Thursday, 30 July 2015 11:49
TOKYO: Tokyo stocks rose 1.08 percent Thursday, boosted by a weaker yen and another rally on Wall Street, as the Federal Reserve remained upbeat on the US economy.
The benchmark Nikkei 225 index gained 219.92 points to 20,522.83 while the Topix index of all first-section issues was up 0.81 percent, or 13.27 points, to 1,647.21.
Exporters were boosted as the dollar rose to 124.19 yen from 123.91 yen in New York, while traders were cheered by a second successive advance in US stocks. The Dow closed 0.69 percent higher Wednesday while and the broad-based S&P 500 gained 0.73 percent.
Fed policymakers said the world’s top economy had expanded “moderately” in recent months and the jobs market strengthened, although it also noted some weakness in business investment and exports.

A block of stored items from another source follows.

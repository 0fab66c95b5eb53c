use array_init::array_init;
use rand::distributions::{Distribution, Standard};
use rand::Rng;
use std::fmt;
use std::ops::Deref;
use std::ops::Index;
use std::str::FromStr;

use crate::{HullScalar, Orientation};

/// A point in the plane.
///
/// Equality is exact and component-wise. Two points that differ in the last
/// bit of a coordinate are different points.
#[derive(Debug, Clone, Copy, PartialEq)]
#[repr(transparent)]
pub struct Point<T = f64> {
  pub array: [T; 2],
}

// Random sampling.
impl<T> Distribution<Point<T>> for Standard
where
  Standard: Distribution<T>,
{
  fn sample<R: Rng + ?Sized>(&self, rng: &mut R) -> Point<T> {
    Point {
      array: array_init(|_| rng.gen()),
    }
  }
}

impl<T> Point<T> {
  pub const fn new(array: [T; 2]) -> Point<T> {
    Point { array }
  }

  pub fn x_coord(&self) -> &T {
    &self.array[0]
  }

  pub fn y_coord(&self) -> &T {
    &self.array[1]
  }

  pub fn cast<U, F>(&self, f: F) -> Point<U>
  where
    T: Clone,
    F: Fn(T) -> U,
  {
    Point {
      array: array_init(|i| f(self.array[i].clone())),
    }
  }
}

impl<T: HullScalar> Point<T> {
  /// Which side of the directed line `self -> q` the point `r` lies on.
  pub fn orientation(&self, q: &Point<T>, r: &Point<T>) -> Orientation {
    Orientation::new(self, q, r)
  }

  /// Read consecutive `x y` pairs from whitespace-separated text.
  ///
  /// Line breaks carry no meaning, so `"0 0 4 0\n4 4"` holds three points.
  ///
  /// ```rust
  /// # use hullbrute::data::{ParsePointError, Point};
  /// let pts: Vec<Point> = Point::parse_many("0 0\n4 0\n4 4").unwrap();
  /// assert_eq!(pts[2], Point::new([4.0, 4.0]));
  /// assert_eq!(
  ///   Point::<f64>::parse_many("1 2 3").err(),
  ///   Some(ParsePointError::MissingCoordinate)
  /// );
  /// ```
  pub fn parse_many(input: &str) -> Result<Vec<Point<T>>, ParsePointError> {
    let mut fields = input.split_whitespace();
    let mut points = Vec::new();
    while let Some(x) = fields.next() {
      let x = parse_coord(Some(x))?;
      let y = parse_coord(fields.next())?;
      points.push(Point::new([x, y]));
    }
    Ok(points)
  }
}

fn parse_coord<T: FromStr>(field: Option<&str>) -> Result<T, ParsePointError> {
  let field = field.ok_or(ParsePointError::MissingCoordinate)?;
  field
    .parse()
    .map_err(|_| ParsePointError::InvalidNumber(field.to_string()))
}

impl<T> Index<usize> for Point<T> {
  type Output = T;
  fn index(&self, key: usize) -> &T {
    self.array.index(key)
  }
}

impl<T> Deref for Point<T> {
  type Target = [T; 2];
  fn deref(&self) -> &[T; 2] {
    &self.array
  }
}

impl<T> From<(T, T)> for Point<T> {
  fn from(point: (T, T)) -> Point<T> {
    Point {
      array: [point.0, point.1],
    }
  }
}

impl<T: fmt::Display> fmt::Display for Point<T> {
  fn fmt(&self, f: &mut fmt::Formatter<'_>) -> fmt::Result {
    write!(f, "{} {}", self.array[0], self.array[1])
  }
}

impl<T: HullScalar> FromStr for Point<T> {
  type Err = ParsePointError;

  fn from_str(s: &str) -> Result<Point<T>, ParsePointError> {
    let mut fields = s.split_whitespace();
    let x = parse_coord(fields.next())?;
    let y = parse_coord(fields.next())?;
    if fields.next().is_some() {
      return Err(ParsePointError::TrailingInput);
    }
    Ok(Point::new([x, y]))
  }
}

#[derive(Debug, Clone, PartialEq, Eq)]
pub enum ParsePointError {
  MissingCoordinate,
  TrailingInput,
  InvalidNumber(String),
}

impl fmt::Display for ParsePointError {
  fn fmt(&self, f: &mut fmt::Formatter<'_>) -> fmt::Result {
    match self {
      ParsePointError::MissingCoordinate => write!(f, "Expected two coordinates per point"),
      ParsePointError::TrailingInput => write!(f, "Unexpected input after the y coordinate"),
      ParsePointError::InvalidNumber(field) => write!(f, "Invalid coordinate: {:?}", field),
    }
  }
}

impl std::error::Error for ParsePointError {}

They gave no fresh clues about when they will raise interest rates, widely expected by the end of the year.
The Fed statement “was as envisioned”, Mitsushige Akino, executive officer at Ichiyoshi Asset Management, told Bloomberg News.

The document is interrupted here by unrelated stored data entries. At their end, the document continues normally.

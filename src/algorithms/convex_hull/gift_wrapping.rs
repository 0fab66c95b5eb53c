use std::cmp::Ordering;
use tracing::{debug, trace, warn};

use super::check_input;
use crate::data::Point;
use crate::{Error, HullConfig, HullScalar, Orientation};

// https://en.wikipedia.org/wiki/Gift_wrapping_algorithm

// Properties:
//    No panics.
//    Terminates after at most n accepted vertices.
//    No input point is strictly right of any edge of an Ok result.
/// $O(h n^2)$ Hull vertices in counter-clockwise order.
///
/// [Gift Wrapping][wiki] starting from the leftmost point. From the current
/// vertex, candidates are tried in index order and the first one with no point
/// strictly to its right becomes the next vertex. The walk ends when it
/// returns to the leftmost point, which is the first entry of the result.
///
/// Ties are broken by index, so colinear points on a hull edge are walked one
/// by one when they come first.
///
/// # Errors
/// * [`Error::InvalidInput`] iff the input has fewer than three points.
/// * [`Error::DegenerateGeometry`] if the walk gets stuck, for example when
///   every point has the same coordinates.
///
/// # Examples
///
/// ```rust
/// # use hullbrute::algorithms::ordered_hull;
/// # use hullbrute::data::Point;
/// let pts: Vec<Point> = Point::parse_many("0 4  4 0  0 0  4 4  1 1").unwrap();
/// assert_eq!(ordered_hull(&pts).unwrap(), vec![0, 2, 1, 3]);
/// ```
///
/// [wiki]: https://en.wikipedia.org/wiki/Gift_wrapping_algorithm
pub fn ordered_hull<T>(pts: &[Point<T>]) -> Result<Vec<usize>, Error>
where
  T: HullScalar,
{
  ordered_hull_with(pts, &HullConfig::default())
}

/// Like [`ordered_hull`] but with a configurable orientation predicate.
pub fn ordered_hull_with<T>(pts: &[Point<T>], config: &HullConfig) -> Result<Vec<usize>, Error>
where
  T: HullScalar,
{
  check_input(pts, config)?;
  let predicate = config.predicate;
  wrap(pts, |p1, p2, q| predicate.orient(p1, p2, q))
}

fn wrap<T, F>(pts: &[Point<T>], orient: F) -> Result<Vec<usize>, Error>
where
  T: HullScalar,
  F: Fn(&Point<T>, &Point<T>, &Point<T>) -> Orientation,
{
  let start = leftmost_point_index(pts)?;
  let mut visited = vec![false; pts.len()];
  visited[start] = true;
  let mut hull = vec![start];
  let mut current = start;

  loop {
    let next = match next_vertex(pts, current, &orient) {
      Some(next) => next,
      None => {
        warn!(vertex = current, "no hull edge leaves vertex");
        return Err(Error::DegenerateGeometry(current));
      }
    };
    if next == start {
      break;
    }
    if visited[next] {
      warn!(vertex = current, next, "hull walk revisited a vertex");
      return Err(Error::DegenerateGeometry(current));
    }
    trace!(from = current, to = next, "hull edge");
    visited[next] = true;
    hull.push(next);
    current = next;
  }

  debug!(points = pts.len(), hull = hull.len(), "ordered hull");
  Ok(hull)
}

// First candidate, by index, that leaves no point strictly to the right of
// `current -> candidate`. Candidates at the same position as `current` span no
// line and are skipped.
fn next_vertex<T, F>(pts: &[Point<T>], current: usize, orient: &F) -> Option<usize>
where
  T: HullScalar,
  F: Fn(&Point<T>, &Point<T>, &Point<T>) -> Orientation,
{
  let from = &pts[current];
  (0..pts.len())
    .filter(|&candidate| pts[candidate] != *from)
    .find(|&candidate| {
      let to = &pts[candidate];
      pts
        .iter()
        .enumerate()
        .filter(|&(idx, _)| idx != current && idx != candidate)
        .all(|(_, pt)| !orient(from, to, pt).is_right())
    })
}

// Smallest x coordinate. The first of several equal minima wins.
// O(n)
fn leftmost_point_index<T>(pts: &[Point<T>]) -> Result<usize, Error>
where
  T: HullScalar,
{
  pts
    .iter()
    .enumerate()
    .min_by(|(_, a), (_, b)| {
      a.x_coord()
        .partial_cmp(b.x_coord())
        .unwrap_or(Ordering::Equal)
    })
    .map(|(index, _)| index)
    .ok_or(Error::InvalidInput(pts.len()))
}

“So long as the US economy keeps growing moderately, markets will trade with the expectations of higher interest rates. That they see the US economy gradually expanding will be of comfort” to investors, he said.

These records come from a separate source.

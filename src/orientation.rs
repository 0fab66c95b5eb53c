use std::cmp::Ordering;

use crate::HullScalar;

/// Position of a point relative to a directed line.
///
/// Walking along the line, `CounterClockWise` points are on the left and
/// `ClockWise` points are on the right.
#[derive(PartialEq, Eq, PartialOrd, Ord, Debug, Copy, Clone)]
pub enum Orientation {
  CounterClockWise,
  ClockWise,
  CoLinear,
}

impl Orientation {
  /// Locate `q` relative to the directed line `p1 -> p2`.
  ///
  /// The sign test is exact: no epsilon is applied, so points very close to
  /// the line may be misclassified by rounding. Use a
  /// [`Predicate`](crate::Predicate) if that matters.
  ///
  /// # Examples
  ///
  /// ```rust
  /// # use hullbrute::data::Point;
  /// # use hullbrute::Orientation;
  /// let p1 = Point::new([0.0, 0.0]);
  /// let p2 = Point::new([0.0, 1.0]); // One unit above p1.
  /// assert!(Orientation::new(&p1, &p2, &Point::new([0.0, 2.0])).is_colinear());
  /// assert!(Orientation::new(&p1, &p2, &Point::new([-1.0, 2.0])).is_left());
  /// assert!(Orientation::new(&p1, &p2, &Point::new([1.0, 2.0])).is_right());
  /// ```
  pub fn new<T>(p1: &[T; 2], p2: &[T; 2], q: &[T; 2]) -> Orientation
  where
    T: HullScalar,
  {
    Orientation::from_side_product(Orientation::side_product(p1, p2, q))
  }

  /// Dot product of the left-normal of `p2 - p1` with `q - p1`.
  ///
  /// Positive when `q` is right of `p1 -> p2`, negative when it is left, and
  /// zero when the three points are colinear.
  pub fn side_product<T>(p1: &[T; 2], p2: &[T; 2], q: &[T; 2]) -> T
  where
    T: HullScalar,
  {
    let dir = [p2[0] - p1[0], p2[1] - p1[1]];
    let norm = [dir[1], -dir[0]];
    let offset = [q[0] - p1[0], q[1] - p1[1]];
    norm[0] * offset[0] + norm[1] * offset[1]
  }

  pub(crate) fn from_side_product<T>(s: T) -> Orientation
  where
    T: HullScalar,
  {
    if s < T::zero() {
      Orientation::CounterClockWise
    } else if s > T::zero() {
      Orientation::ClockWise
    } else {
      Orientation::CoLinear
    }
  }

  // `geometry_predicates` reports a positive determinant for left turns.
  pub(crate) fn from_determinant(ord: Ordering) -> Orientation {
    match ord {
      Ordering::Greater => Orientation::CounterClockWise,
      Ordering::Less => Orientation::ClockWise,
      Ordering::Equal => Orientation::CoLinear,
    }
  }

  pub fn is_colinear(self) -> bool {
    matches!(self, Orientation::CoLinear)
  }

  pub fn is_left(self) -> bool {
    matches!(self, Orientation::CounterClockWise)
  }

  pub fn is_right(self) -> bool {
    matches!(self, Orientation::ClockWise)
  }

  /// The `(is_left, is_right)` pair. Colinear points set neither flag.
  pub fn location(self) -> (bool, bool) {
    (self.is_left(), self.is_right())
  }

  #[must_use]
  pub fn reverse(self) -> Orientation {
    match self {
      Orientation::CounterClockWise => Orientation::ClockWise,
      Orientation::ClockWise => Orientation::CounterClockWise,
      Orientation::CoLinear => Orientation::CoLinear,
    }
  }
}

/// Which side of the directed line `(p1x, p1y) -> (p2x, p2y)` the point
/// `(qx, qy)` is on, as `(is_left, is_right)`.
///
/// ```rust
/// # use hullbrute::location;
/// assert_eq!(location(0.0, 0.0, 4.0, 0.0, 2.0, 2.0), (true, false));
/// assert_eq!(location(0.0, 0.0, 4.0, 0.0, 2.0, -2.0), (false, true));
/// assert_eq!(location(0.0, 0.0, 4.0, 0.0, 8.0, 0.0), (false, false));
/// ```
pub fn location<T>(p1x: T, p1y: T, p2x: T, p2y: T, qx: T, qy: T) -> (bool, bool)
where
  T: HullScalar,
{
  Orientation::new(&[p1x, p1y], &[p2x, p2y], &[qx, qy]).location()
}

US second-quarter GDP data is to be released later Thursday, with economists expecting a recovery from the previous three months’ 0.2 percent contraction.
Investors were also upbeat about Japanese corporate earnings as more than 500 companies report their latest quarterly results on Thursday and Friday, representing nearly a third of all firms on the Topix.
Industrial conglomerate Hitachi jumped 6.51 percent to 784.6 yen after first-quarter net income grew 31 percent on higher sales.
Nintendo soared 8.26 percent to 22,195 yen as the videogame dominant swung to a $ 67 million net profit in the three months to June, reversing a loss in the same period a year ago.
Panasonic, however, tumbled 5.79 percent to 1,447.5 yen as the consumer electronics giant said after markets closed Wednesday that its April-June operating profit edged down seven percent.
Sony closed down 2.04 percent at 3,585 yen before it announced its April-June net profit more than tripled to $ 664 million and kept its full-year forecast unchanged.